◆ What this task involves ◆
A verbatim copy of each record is required.
── The input ──
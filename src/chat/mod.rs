//! Conversation threads and messages.

pub mod exchange;
pub mod reconcile;
pub mod suggestions;

use chrono::{DateTime, Utc};
use serde::{Deserialize, Serialize};
use uuid::Uuid;

use crate::api::types::{MessageRecord, ThreadRecord};
use crate::error::ChatError;

pub use exchange::ChatSession;
pub use reconcile::{Reconciled, default_title, find_or_create};

/// Prefix of ids assigned to messages the backend has not stored yet.
pub const LOCAL_ID_PREFIX: &str = "local-";

/// What a thread hangs off.
#[derive(Debug, Clone, PartialEq, Eq, Hash)]
pub enum ThreadOwner {
    Project(String),
    LegalRequest(String),
    Standalone,
}

impl ThreadOwner {
    pub fn kind(&self) -> OwnerKind {
        match self {
            Self::Project(_) => OwnerKind::Project,
            Self::LegalRequest(_) => OwnerKind::LegalRequest,
            Self::Standalone => OwnerKind::Standalone,
        }
    }

    pub fn id(&self) -> Option<&str> {
        match self {
            Self::Project(id) | Self::LegalRequest(id) => Some(id),
            Self::Standalone => None,
        }
    }
}

impl std::fmt::Display for ThreadOwner {
    fn fmt(&self, f: &mut std::fmt::Formatter<'_>) -> std::fmt::Result {
        match self {
            Self::Project(id) => write!(f, "project {id}"),
            Self::LegalRequest(id) => write!(f, "legal request {id}"),
            Self::Standalone => f.write_str("standalone"),
        }
    }
}

#[derive(Debug, Clone, Copy, PartialEq, Eq, Hash)]
pub enum OwnerKind {
    Project,
    LegalRequest,
    Standalone,
}

impl OwnerKind {
    /// French noun used in user-facing messages.
    pub fn label(self) -> &'static str {
        match self {
            Self::Project => "dossier",
            Self::LegalRequest => "demande juridique",
            Self::Standalone => "conversation",
        }
    }
}

/// The entity a chat view was opened for, as handed over by navigation.
#[derive(Debug, Clone, PartialEq, Eq)]
pub struct ConversationTarget {
    pub kind: OwnerKind,
    pub owner_id: Option<String>,
    /// Display title of the project, when known.
    pub owner_title: Option<String>,
}

impl ConversationTarget {
    pub fn project(id: impl Into<String>, title: Option<String>) -> Self {
        Self {
            kind: OwnerKind::Project,
            owner_id: Some(id.into()),
            owner_title: title,
        }
    }

    pub fn legal_request(id: impl Into<String>) -> Self {
        Self {
            kind: OwnerKind::LegalRequest,
            owner_id: Some(id.into()),
            owner_title: None,
        }
    }

    pub fn standalone() -> Self {
        Self {
            kind: OwnerKind::Standalone,
            owner_id: None,
            owner_title: None,
        }
    }

    /// Fails when a project or legal-request target carries no id.
    pub fn owner(&self) -> Result<ThreadOwner, ChatError> {
        let id = self
            .owner_id
            .as_deref()
            .map(str::trim)
            .filter(|id| !id.is_empty());
        match (self.kind, id) {
            (OwnerKind::Standalone, _) => Ok(ThreadOwner::Standalone),
            (OwnerKind::Project, Some(id)) => Ok(ThreadOwner::Project(id.to_string())),
            (OwnerKind::LegalRequest, Some(id)) => Ok(ThreadOwner::LegalRequest(id.to_string())),
            (kind, None) => Err(ChatError::MissingOwner { kind: kind.label() }),
        }
    }
}

#[derive(Debug, Clone, PartialEq, Eq)]
pub struct ConversationThread {
    pub id: String,
    pub owner: ThreadOwner,
    pub title: String,
    pub last_suggested_questions: Vec<String>,
}

impl ConversationThread {
    /// The record's own owner fields win; `fallback` covers endpoints that omit them.
    pub(crate) fn from_record(record: ThreadRecord, fallback: &ThreadOwner) -> Self {
        let owner = match (record.project_id, record.legal_request_id) {
            (Some(id), _) => ThreadOwner::Project(id),
            (None, Some(id)) => ThreadOwner::LegalRequest(id),
            (None, None) => fallback.clone(),
        };
        Self {
            id: record.id,
            owner,
            title: record.title,
            last_suggested_questions: record.last_suggested_questions,
        }
    }
}

#[derive(Debug, Clone, Copy, PartialEq, Eq, Serialize, Deserialize)]
#[serde(rename_all = "lowercase")]
pub enum Sender {
    User,
    Ai,
}

#[derive(Debug, Clone, PartialEq, Eq)]
pub struct Message {
    pub id: String,
    pub sender: Sender,
    pub content: String,
    pub timestamp: DateTime<Utc>,
    pub updated_at: Option<DateTime<Utc>>,
    /// AI bubble standing in for a failed exchange.
    pub is_error: bool,
    /// Local notice, such as an upload confirmation.
    pub is_system: bool,
}

impl Message {
    fn local(sender: Sender, content: String) -> Self {
        Self {
            id: format!("{LOCAL_ID_PREFIX}{}", Uuid::new_v4()),
            sender,
            content,
            timestamp: Utc::now(),
            updated_at: None,
            is_error: false,
            is_system: false,
        }
    }

    pub fn local_user(content: impl Into<String>) -> Self {
        Self::local(Sender::User, content.into())
    }

    pub fn error(content: impl Into<String>) -> Self {
        Self {
            is_error: true,
            ..Self::local(Sender::Ai, content.into())
        }
    }

    pub fn system(content: impl Into<String>) -> Self {
        Self {
            is_system: true,
            ..Self::local(Sender::Ai, content.into())
        }
    }

    pub fn is_local(&self) -> bool {
        self.id.starts_with(LOCAL_ID_PREFIX)
    }
}

impl From<MessageRecord> for Message {
    fn from(record: MessageRecord) -> Self {
        Self {
            id: record.id,
            sender: record.sender,
            content: record.content,
            timestamp: record.timestamp,
            updated_at: record.updated_at,
            is_error: false,
            is_system: false,
        }
    }
}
───
◆ Task result ◆
filename src/chat/mod.rs
//! Conversation threads and messages.

pub mod exchange;
pub mod reconcile;
pub mod suggestions;

use chrono::{DateTime, Utc};
use serde::{Deserialize, Serialize};
use uuid::Uuid;

use crate::api::types::{MessageRecord, ThreadRecord};
use crate::error::ChatError;

pub use exchange::ChatSession;
pub use reconcile::{Reconciled, default_title, find_or_create};

/// Prefix of ids assigned to messages the backend has not stored yet.
pub const LOCAL_ID_PREFIX: &str = "local-";

/// What a thread hangs off.
#[derive(Debug, Clone, PartialEq, Eq, Hash)]
pub enum ThreadOwner {
    Project(String),
    LegalRequest(String),
    Standalone,
}

impl ThreadOwner {
    pub fn kind(&self) -> OwnerKind {
        match self {
            Self::Project(_) => OwnerKind::Project,
            Self::LegalRequest(_) => OwnerKind::LegalRequest,
            Self::Standalone => OwnerKind::Standalone,
        }
    }

    pub fn id(&self) -> Option<&str> {
        match self {
            Self::Project(id) | Self::LegalRequest(id) => Some(id),
            Self::Standalone => None,
        }
    }
}

impl std::fmt::Display for ThreadOwner {
    fn fmt(&self, f: &mut std::fmt::Formatter<'_>) -> std::fmt::Result {
        match self {
            Self::Project(id) => write!(f, "project {id}"),
            Self::LegalRequest(id) => write!(f, "legal request {id}"),
            Self::Standalone => f.write_str("standalone"),
        }
    }
}

#[derive(Debug, Clone, Copy, PartialEq, Eq, Hash)]
pub enum OwnerKind {
    Project,
    LegalRequest,
    Standalone,
}

impl OwnerKind {
    /// French noun used in user-facing messages.
    pub fn label(self) -> &'static str {
        match self {
            Self::Project => "dossier",
            Self::LegalRequest => "demande juridique",
            Self::Standalone => "conversation",
        }
    }
}

/// The entity a chat view was opened for, as handed over by navigation.
#[derive(Debug, Clone, PartialEq, Eq)]
pub struct ConversationTarget {
    pub kind: OwnerKind,
    pub owner_id: Option<String>,
    /// Display title of the project, when known.
    pub owner_title: Option<String>,
}

impl ConversationTarget {
    pub fn project(id: impl Into<String>, title: Option<String>) -> Self {
        Self {
            kind: OwnerKind::Project,
            owner_id: Some(id.into()),
            owner_title: title,
        }
    }

    pub fn legal_request(id: impl Into<String>) -> Self {
        Self {
            kind: OwnerKind::LegalRequest,
            owner_id: Some(id.into()),
            owner_title: None,
        }
    }

    pub fn standalone() -> Self {
        Self {
            kind: OwnerKind::Standalone,
            owner_id: None,
            owner_title: None,
        }
    }

    /// Fails when a project or legal-request target carries no id.
    pub fn owner(&self) -> Result<ThreadOwner, ChatError> {
        let id = self
            .owner_id
            .as_deref()
            .map(str::trim)
            .filter(|id| !id.is_empty());
        match (self.kind, id) {
            (OwnerKind::Standalone, _) => Ok(ThreadOwner::Standalone),
            (OwnerKind::Project, Some(id)) => Ok(ThreadOwner::Project(id.to_string())),
            (OwnerKind::LegalRequest, Some(id)) => Ok(ThreadOwner::LegalRequest(id.to_string())),
            (kind, None) => Err(ChatError::MissingOwner { kind: kind.label() }),
        }
    }
}

#[derive(Debug, Clone, PartialEq, Eq)]
pub struct ConversationThread {
    pub id: String,
    pub owner: ThreadOwner,
    pub title: String,
    pub last_suggested_questions: Vec<String>,
}

impl ConversationThread {
    /// The record's own owner fields win; `fallback` covers endpoints that omit them.
    pub(crate) fn from_record(record: ThreadRecord, fallback: &ThreadOwner) -> Self {
        let owner = match (record.project_id, record.legal_request_id) {
            (Some(id), _) => ThreadOwner::Project(id),
            (None, Some(id)) => ThreadOwner::LegalRequest(id),
            (None, None) => fallback.clone(),
        };
        Self {
            id: record.id,
            owner,
            title: record.title,
            last_suggested_questions: record.last_suggested_questions,
        }
    }
}

#[derive(Debug, Clone, Copy, PartialEq, Eq, Serialize, Deserialize)]
#[serde(rename_all = "lowercase")]
pub enum Sender {
    User,
    Ai,
}

#[derive(Debug, Clone, PartialEq, Eq)]
pub struct Message {
    pub id: String,
    pub sender: Sender,
    pub content: String,
    pub timestamp: DateTime<Utc>,
    pub updated_at: Option<DateTime<Utc>>,
    /// AI bubble standing in for a failed exchange.
    pub is_error: bool,
    /// Local notice, such as an upload confirmation.
    pub is_system: bool,
}

impl Message {
    fn local(sender: Sender, content: String) -> Self {
        Self {
            id: format!("{LOCAL_ID_PREFIX}{}", Uuid::new_v4()),
            sender,
            content,
            timestamp: Utc::now(),
            updated_at: None,
            is_error: false,
            is_system: false,
        }
    }

    pub fn local_user(content: impl Into<String>) -> Self {
        Self::local(Sender::User, content.into())
    }

    pub fn error(content: impl Into<String>) -> Self {
        Self {
            is_error: true,
            ..Self::local(Sender::Ai, content.into())
        }
    }

    pub fn system(content: impl Into<String>) -> Self {
        Self {
            is_system: true,
            ..Self::local(Sender::Ai, content.into())
        }
    }

    pub fn is_local(&self) -> bool {
        self.id.starts_with(LOCAL_ID_PREFIX)
    }
}

impl From<MessageRecord> for Message {
    fn from(record: MessageRecord) -> Self {
        Self {
            id: record.id,
            sender: record.sender,
            content: record.content,
            timestamp: record.timestamp,
            updated_at: record.updated_at,
            is_error: false,
            is_system: false,
        }
    }
}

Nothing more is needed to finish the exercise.